D. Riccardi, H.B. Guo, J.M. Parks, B. Gu, A.O. Summers, S.M. Miller, L. Liang, J.C. Smith, Why mercury prefers soft ligands, Journal of Physical Chemistry Letters 2013, 4 (14), 2317-2322 (doi:10.1021/jz401075b )

D. Riccardi, Q. Cui, G.N. Phillips Jr Evaluating elastic network models of crystalline biological molecules with temperature factors, correlated motions, and diffuse X-ray scattering, Biophysical Journal 2010, 99 (8), 2616-2625 (doi:10.1016/j.bpj.2010.08.013)

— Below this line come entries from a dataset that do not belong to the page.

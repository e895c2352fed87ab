//! Claim payment information (CLP).

use remit_model::Claim;
use remit_x12::Segment;

use crate::codes::CLAIM_FILING_INDICATOR;
use crate::error::Result;

use super::common::{claim_field, require, require_amount};

/// Build CLP. Charge and paid amounts are validated but written as given;
/// paid greater than charge is not an error.
///
/// | Element | Value |
/// |---------|-------|
/// | CLP01 | Patient control number |
/// | CLP02 | Claim status code |
/// | CLP03 | Total charge |
/// | CLP04 | Payment amount |
/// | CLP05 | blank (patient responsibility) |
/// | CLP06 | `12` |
/// | CLP07 | Payer claim control number (patient control number) |
/// | CLP08 | blank (facility type) |
pub(crate) fn emit_clp(claim: &Claim, claim_index: usize) -> Result<Segment> {
    let control = require(
        &claim_field(claim_index, "patientControlNumber"),
        &claim.patient_control_number,
    )?;
    let status = require(
        &claim_field(claim_index, "claimStatusCode"),
        &claim.claim_status_code,
    )?;
    let charge = require_amount(
        &claim_field(claim_index, "chargeAmount"),
        &claim.charge_amount,
    )?;
    let paid = require_amount(&claim_field(claim_index, "paidAmount"), &claim.paid_amount)?;

    Ok(Segment::new("CLP")
        .with_element(control)
        .with_element(status)
        .with_element(charge)
        .with_element(paid)
        .with_empty(1)
        .with_element(CLAIM_FILING_INDICATOR)
        .with_element(control)
        .with_empty(1))
}

#[cfg(test)]
mod tests {
    use super::*;
    use crate::error::GenerateError;

    fn claim() -> Claim {
        Claim {
            patient_control_number: "CLAIM001".to_string(),
            claim_status_code: "1".to_string(),
            charge_amount: "500.00".to_string(),
            paid_amount: "450.00".to_string(),
            ..Claim::default()
        }
    }

    #[test]
    fn test_clp_layout() {
        let clp = emit_clp(&claim(), 0).unwrap();
        let values: Vec<&str> = (1..=clp.len()).filter_map(|i| clp.value(i)).collect();
        assert_eq!(
            values,
            vec!["CLAIM001", "1", "500.00", "450.00", "", "12", "CLAIM001", ""]
        );
    }

    #[test]
    fn test_paid_above_charge_passes_through() {
        let mut claim = claim();
        claim.paid_amount = "600.00".to_string();
        let clp = emit_clp(&claim, 0).unwrap();
        assert_eq!(clp.value(3), Some("500.00"));
        assert_eq!(clp.value(4), Some("600.00"));
    }

    #[test]
    fn test_missing_control_number() {
        let mut claim = claim();
        claim.patient_control_number = " ".to_string();
        assert!(matches!(
            emit_clp(&claim, 3),
            Err(GenerateError::MissingField { field }) if field == "claims[3].patientControlNumber"
        ));
    }

    #[test]
    fn test_invalid_charge_amount() {
        let mut claim = claim();
        claim.charge_amount = "5OO.00".to_string();
        assert!(matches!(
            emit_clp(&claim, 0),
            Err(GenerateError::InvalidAmount { .. })
        ));
    }
}
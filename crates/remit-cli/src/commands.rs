use std::fs;
use std::io::{self, Write};
use std::path::Path;

use anyhow::{Context, Result};
use remit_core::amount::parse_optional_amount;
use remit_core::{GenerateOptions, format_amount, generate_835};
use remit_model::PaymentAdvice;
use remit_x12::{DelimiterPolicy, Delimiters, SequentialControlNumbers, UsageIndicator};
use tracing::{debug, info, info_span, trace};

use crate::cli::{GenerateArgs, SampleArgs};
use crate::logging::redact_value;
use crate::samples::sample_advice;
use crate::types::GenerateResult;

/// Load a payment advice JSON document.
pub fn load_advice(path: &Path) -> Result<PaymentAdvice> {
    let text = fs::read_to_string(path).with_context(|| format!("read {}", path.display()))?;
    serde_json::from_str(&text).with_context(|| format!("parse {}", path.display()))
}

/// Translate CLI flags into generation options for `advice`.
pub fn generate_options(args: &GenerateArgs, advice: &PaymentAdvice) -> Result<GenerateOptions> {
    let delimiters = Delimiters::new(
        args.element_separator,
        args.component_separator,
        args.segment_terminator,
    )
    .context("separator flags")?
    .with_line_breaks(args.line_breaks);

    let mut envelope = GenerateOptions::for_advice(advice).envelope;
    if let Some(sender) = &args.sender_id {
        envelope = envelope.with_sender(sender.trim());
    }
    if let Some(receiver) = &args.receiver_id {
        envelope = envelope.with_receiver(receiver.trim());
    }
    if args.test {
        envelope = envelope.test();
    }
    if let Some(generated_at) = args.generated_at {
        envelope = envelope.with_generated_at(generated_at);
    }

    Ok(GenerateOptions::new()
        .with_envelope(envelope)
        .with_delimiters(delimiters)
        .with_delimiter_policy(if args.reject_delimiters {
            DelimiterPolicy::Reject
        } else {
            DelimiterPolicy::PassThrough
        }))
}

pub fn run_generate(args: &GenerateArgs) -> Result<GenerateResult> {
    let span = info_span!("generate", input = %args.input.display());
    let _guard = span.enter();

    let advice = load_advice(&args.input)?;
    for claim in &advice.claims {
        trace!(
            patient_control_number = %redact_value(&claim.patient_control_number),
            patient = %redact_value(&claim.patient_info.last_name),
            service_lines = claim.service_lines.len(),
            "claim loaded"
        );
    }

    let options = generate_options(args, &advice)?;
    let usage = options.envelope.usage;
    let mut controls = SequentialControlNumbers::starting_at(args.control_number);
    let remittance = generate_835(&advice, &options, &mut controls)
        .with_context(|| format!("generate 835 from {}", args.input.display()))?;

    match &args.output {
        Some(path) => {
            fs::write(path, &remittance.text)
                .with_context(|| format!("write {}", path.display()))?;
            info!(output = %path.display(), bytes = remittance.text.len(), "835 written");
        }
        None => {
            let mut stdout = io::stdout().lock();
            stdout
                .write_all(remittance.text.as_bytes())
                .context("write stdout")?;
            if !options.delimiters.line_break {
                writeln!(stdout).context("write stdout")?;
            }
            stdout.flush().context("flush stdout")?;
            debug!(bytes = remittance.text.len(), "835 written to stdout");
        }
    }

    let declared_check_amount =
        parse_optional_amount("checkInfo.checkAmount", &advice.check_info.check_amount)
            .ok()
            .flatten()
            .map(format_amount);

    Ok(GenerateResult {
        input: args.input.clone(),
        output: args.output.clone(),
        payer_name: advice.payer_info.name.trim().to_string(),
        payee_name: advice.payee_info.name.trim().to_string(),
        claim_count: remittance.claim_count,
        service_line_count: remittance.service_line_count,
        segment_count: remittance.segments.len(),
        transaction_segment_count: remittance.transaction_segment_count,
        total_paid: remittance.total_paid_text(),
        declared_check_amount,
        interchange_control_number: remittance.interchange_control_number.clone(),
        group_control_number: remittance.group_control_number.clone(),
        transaction_control_number: remittance.transaction_control_number.clone(),
        usage,
        generated_at: remittance.generated_at,
        bytes_written: remittance.text.len(),
    })
}

pub fn run_sample(args: &SampleArgs) -> Result<()> {
    let advice = sample_advice(args.kind);
    let json = serde_json::to_string_pretty(&advice).context("serialize sample")?;
    match &args.output {
        Some(path) => {
            fs::write(path, format!("{json}\n"))
                .with_context(|| format!("write {}", path.display()))?;
            info!(output = %path.display(), kind = ?args.kind, "sample written");
        }
        None => println!("{json}"),
    }
    Ok(())
}

/// Envelope usage label for display.
pub fn usage_label(usage: UsageIndicator) -> &'static str {
    match usage {
        UsageIndicator::Production => "production",
        UsageIndicator::Test => "test",
    }
}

D. Riccardi, P. König, X. Prat-Resina, H. Yu, M. Elstner, T. Frauenheim, Q. Cui, “Proton holes” in long-range proton transfer reactions in solution and enzymes: A theoretical analysis, Journal of the American Chemical Society 2006, 128 (50), 16302-16311 (doi:10.1021/ja065451j)

Google Scholar Page

Brief

I have lived in CT, NY, WI, TN, IN, and CO:  (CT) grew up in West Haven; (NY) majored in biochemistry and found a passion for computational chemistry in the lab of Maria Gomez at Vassar College and then spent a year as a cooperative student at IBM in East Fishkill; (WI) executed thesis work on enzyme pK_a and long-range proton transfer in the lab of Qiang Cui at the UW-Madison, Theoretical Chemistry Institute and then researched protein crystal dynamics in the lab of George N Phillips, Jr as a National Library of Medicine Computation and Informatics in Biology and Medicine Trainee; (TN) researched speciation of the mercuric ion as a postdoctoral fellow in the UT/ORNL Center for Molecular Biophysics; (IN) taught chemistry at Earlham College in Richmond for two years at a rate of twelve contact hours per semester; (CO) joined NIST/MML/ACMD/TRC as a research chemist in 2016.